**Problem**
Scan the records below and copy every line that contains the string "RouteContext".

====== Dataset entries

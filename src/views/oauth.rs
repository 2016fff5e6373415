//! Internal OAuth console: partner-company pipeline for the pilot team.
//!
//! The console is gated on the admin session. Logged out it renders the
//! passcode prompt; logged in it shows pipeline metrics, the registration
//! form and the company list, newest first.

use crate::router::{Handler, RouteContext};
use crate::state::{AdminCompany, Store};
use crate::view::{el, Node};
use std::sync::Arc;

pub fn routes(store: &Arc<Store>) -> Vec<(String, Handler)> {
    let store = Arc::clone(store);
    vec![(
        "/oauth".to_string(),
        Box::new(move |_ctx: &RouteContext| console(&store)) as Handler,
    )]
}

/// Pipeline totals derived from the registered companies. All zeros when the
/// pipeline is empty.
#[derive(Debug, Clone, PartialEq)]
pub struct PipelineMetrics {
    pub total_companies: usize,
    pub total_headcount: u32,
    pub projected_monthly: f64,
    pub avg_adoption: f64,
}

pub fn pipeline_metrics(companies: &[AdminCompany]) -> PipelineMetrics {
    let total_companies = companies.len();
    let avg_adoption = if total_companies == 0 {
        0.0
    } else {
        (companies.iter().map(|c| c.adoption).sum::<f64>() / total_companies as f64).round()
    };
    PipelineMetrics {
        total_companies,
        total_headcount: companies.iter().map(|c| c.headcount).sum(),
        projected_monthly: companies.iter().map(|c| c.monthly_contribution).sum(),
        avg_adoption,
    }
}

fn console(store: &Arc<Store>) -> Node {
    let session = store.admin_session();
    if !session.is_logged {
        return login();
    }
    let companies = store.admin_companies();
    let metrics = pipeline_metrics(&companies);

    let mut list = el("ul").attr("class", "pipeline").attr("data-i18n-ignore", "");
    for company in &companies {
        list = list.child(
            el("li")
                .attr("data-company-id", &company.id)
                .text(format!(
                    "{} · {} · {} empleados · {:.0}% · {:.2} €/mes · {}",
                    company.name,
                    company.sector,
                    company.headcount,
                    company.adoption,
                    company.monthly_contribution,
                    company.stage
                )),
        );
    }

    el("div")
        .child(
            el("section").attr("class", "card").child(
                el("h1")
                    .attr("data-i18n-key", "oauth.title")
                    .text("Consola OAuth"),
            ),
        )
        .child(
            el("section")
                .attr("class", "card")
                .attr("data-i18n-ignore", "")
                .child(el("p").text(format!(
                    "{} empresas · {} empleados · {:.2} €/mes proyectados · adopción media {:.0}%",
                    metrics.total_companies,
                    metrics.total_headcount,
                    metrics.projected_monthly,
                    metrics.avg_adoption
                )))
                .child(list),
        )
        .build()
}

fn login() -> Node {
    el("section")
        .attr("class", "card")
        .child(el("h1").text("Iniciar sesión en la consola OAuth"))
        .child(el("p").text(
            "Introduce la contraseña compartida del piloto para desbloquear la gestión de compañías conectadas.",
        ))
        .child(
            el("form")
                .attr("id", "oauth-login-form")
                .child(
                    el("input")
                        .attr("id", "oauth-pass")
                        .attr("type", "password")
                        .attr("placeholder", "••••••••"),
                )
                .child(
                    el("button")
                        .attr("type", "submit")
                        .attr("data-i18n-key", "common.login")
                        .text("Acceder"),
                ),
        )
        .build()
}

============
====== Dataset entries

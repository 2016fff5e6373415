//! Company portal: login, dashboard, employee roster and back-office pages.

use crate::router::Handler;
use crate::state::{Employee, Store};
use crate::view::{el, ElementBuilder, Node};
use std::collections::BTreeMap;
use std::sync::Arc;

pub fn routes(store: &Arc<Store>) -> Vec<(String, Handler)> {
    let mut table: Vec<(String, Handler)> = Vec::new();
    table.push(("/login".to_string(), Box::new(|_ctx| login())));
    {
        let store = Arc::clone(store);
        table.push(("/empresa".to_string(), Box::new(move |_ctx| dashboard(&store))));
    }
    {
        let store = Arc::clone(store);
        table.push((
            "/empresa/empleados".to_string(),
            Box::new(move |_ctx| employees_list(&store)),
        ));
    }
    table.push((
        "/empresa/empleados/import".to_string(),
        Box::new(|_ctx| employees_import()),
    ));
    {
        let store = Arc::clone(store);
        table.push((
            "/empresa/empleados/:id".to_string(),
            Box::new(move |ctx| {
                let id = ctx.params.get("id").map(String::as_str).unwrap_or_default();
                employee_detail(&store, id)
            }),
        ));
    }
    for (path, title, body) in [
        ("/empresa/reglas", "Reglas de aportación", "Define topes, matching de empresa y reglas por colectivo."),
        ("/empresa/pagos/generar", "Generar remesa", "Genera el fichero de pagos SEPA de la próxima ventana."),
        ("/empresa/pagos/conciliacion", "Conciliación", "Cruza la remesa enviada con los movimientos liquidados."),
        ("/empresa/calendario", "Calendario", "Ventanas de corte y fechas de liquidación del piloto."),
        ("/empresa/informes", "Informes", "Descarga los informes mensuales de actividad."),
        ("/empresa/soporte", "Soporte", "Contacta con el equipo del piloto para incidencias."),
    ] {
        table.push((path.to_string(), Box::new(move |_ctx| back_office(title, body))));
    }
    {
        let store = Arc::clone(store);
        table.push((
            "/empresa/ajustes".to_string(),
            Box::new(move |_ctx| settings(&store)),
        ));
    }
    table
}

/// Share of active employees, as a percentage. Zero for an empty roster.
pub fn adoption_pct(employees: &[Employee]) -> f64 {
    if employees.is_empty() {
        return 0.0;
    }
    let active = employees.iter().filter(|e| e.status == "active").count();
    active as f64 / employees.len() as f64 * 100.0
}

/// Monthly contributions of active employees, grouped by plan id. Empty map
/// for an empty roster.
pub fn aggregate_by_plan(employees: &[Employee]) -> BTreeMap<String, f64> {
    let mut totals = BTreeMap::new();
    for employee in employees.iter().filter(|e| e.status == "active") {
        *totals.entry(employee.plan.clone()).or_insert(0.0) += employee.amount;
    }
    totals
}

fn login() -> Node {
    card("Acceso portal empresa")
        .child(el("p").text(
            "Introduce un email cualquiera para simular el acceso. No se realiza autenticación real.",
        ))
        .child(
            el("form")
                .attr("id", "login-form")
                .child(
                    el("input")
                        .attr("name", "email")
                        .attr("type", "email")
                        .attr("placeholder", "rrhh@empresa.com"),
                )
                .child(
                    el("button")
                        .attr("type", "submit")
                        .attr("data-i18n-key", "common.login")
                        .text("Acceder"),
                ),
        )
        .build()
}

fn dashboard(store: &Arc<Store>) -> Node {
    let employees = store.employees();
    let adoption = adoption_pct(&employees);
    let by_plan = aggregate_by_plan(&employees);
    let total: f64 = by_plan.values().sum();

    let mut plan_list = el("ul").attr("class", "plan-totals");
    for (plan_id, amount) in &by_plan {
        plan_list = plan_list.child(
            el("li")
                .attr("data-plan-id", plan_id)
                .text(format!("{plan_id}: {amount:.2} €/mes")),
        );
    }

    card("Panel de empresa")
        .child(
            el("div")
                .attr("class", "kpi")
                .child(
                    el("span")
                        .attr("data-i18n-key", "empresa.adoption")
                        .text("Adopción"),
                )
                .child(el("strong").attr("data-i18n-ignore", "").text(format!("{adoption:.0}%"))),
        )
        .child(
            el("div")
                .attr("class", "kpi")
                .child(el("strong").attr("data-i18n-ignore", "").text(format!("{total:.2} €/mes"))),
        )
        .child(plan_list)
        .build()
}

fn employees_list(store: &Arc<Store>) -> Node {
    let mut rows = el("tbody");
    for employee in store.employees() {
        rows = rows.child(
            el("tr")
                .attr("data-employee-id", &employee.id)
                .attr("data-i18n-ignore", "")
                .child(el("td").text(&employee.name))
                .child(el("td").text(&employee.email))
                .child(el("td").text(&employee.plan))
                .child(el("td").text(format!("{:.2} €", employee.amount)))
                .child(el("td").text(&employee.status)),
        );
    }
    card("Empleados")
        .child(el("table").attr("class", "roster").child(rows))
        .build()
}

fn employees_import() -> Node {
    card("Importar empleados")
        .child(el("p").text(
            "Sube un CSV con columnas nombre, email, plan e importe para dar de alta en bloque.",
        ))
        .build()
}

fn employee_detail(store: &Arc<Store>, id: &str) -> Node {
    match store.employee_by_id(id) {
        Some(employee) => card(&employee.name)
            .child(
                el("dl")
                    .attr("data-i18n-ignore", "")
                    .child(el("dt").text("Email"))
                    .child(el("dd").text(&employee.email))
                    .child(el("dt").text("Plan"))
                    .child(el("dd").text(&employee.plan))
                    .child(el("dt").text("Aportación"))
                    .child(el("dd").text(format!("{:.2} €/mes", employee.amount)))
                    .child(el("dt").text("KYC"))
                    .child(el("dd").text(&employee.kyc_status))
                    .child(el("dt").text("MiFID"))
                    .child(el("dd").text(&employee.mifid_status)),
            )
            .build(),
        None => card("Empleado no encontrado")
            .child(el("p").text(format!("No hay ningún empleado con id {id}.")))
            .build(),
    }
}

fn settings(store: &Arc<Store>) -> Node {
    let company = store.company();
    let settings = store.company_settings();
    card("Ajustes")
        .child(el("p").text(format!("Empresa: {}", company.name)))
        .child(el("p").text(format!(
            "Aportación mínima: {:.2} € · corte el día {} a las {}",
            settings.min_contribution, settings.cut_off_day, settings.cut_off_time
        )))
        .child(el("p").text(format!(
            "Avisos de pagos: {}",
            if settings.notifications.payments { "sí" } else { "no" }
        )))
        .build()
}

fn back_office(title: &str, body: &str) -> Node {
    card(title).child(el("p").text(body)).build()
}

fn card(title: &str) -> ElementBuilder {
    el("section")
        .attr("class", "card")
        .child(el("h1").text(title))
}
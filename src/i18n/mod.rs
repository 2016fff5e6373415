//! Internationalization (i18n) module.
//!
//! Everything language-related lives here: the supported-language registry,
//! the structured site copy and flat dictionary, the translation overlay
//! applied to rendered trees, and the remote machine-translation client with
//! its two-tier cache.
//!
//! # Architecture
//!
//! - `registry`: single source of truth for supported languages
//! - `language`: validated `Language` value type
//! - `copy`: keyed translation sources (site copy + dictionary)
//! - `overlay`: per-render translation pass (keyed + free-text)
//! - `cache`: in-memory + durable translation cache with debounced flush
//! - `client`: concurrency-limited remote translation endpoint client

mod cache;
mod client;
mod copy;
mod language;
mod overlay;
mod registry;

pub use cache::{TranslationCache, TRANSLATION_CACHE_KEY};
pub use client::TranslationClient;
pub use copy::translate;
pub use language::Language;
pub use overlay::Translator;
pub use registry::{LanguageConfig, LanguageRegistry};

============

**Your response**
use crate::router::{Handler, RouteContext};
        Box::new(move |_ctx: &RouteContext| console(&store)) as Handler,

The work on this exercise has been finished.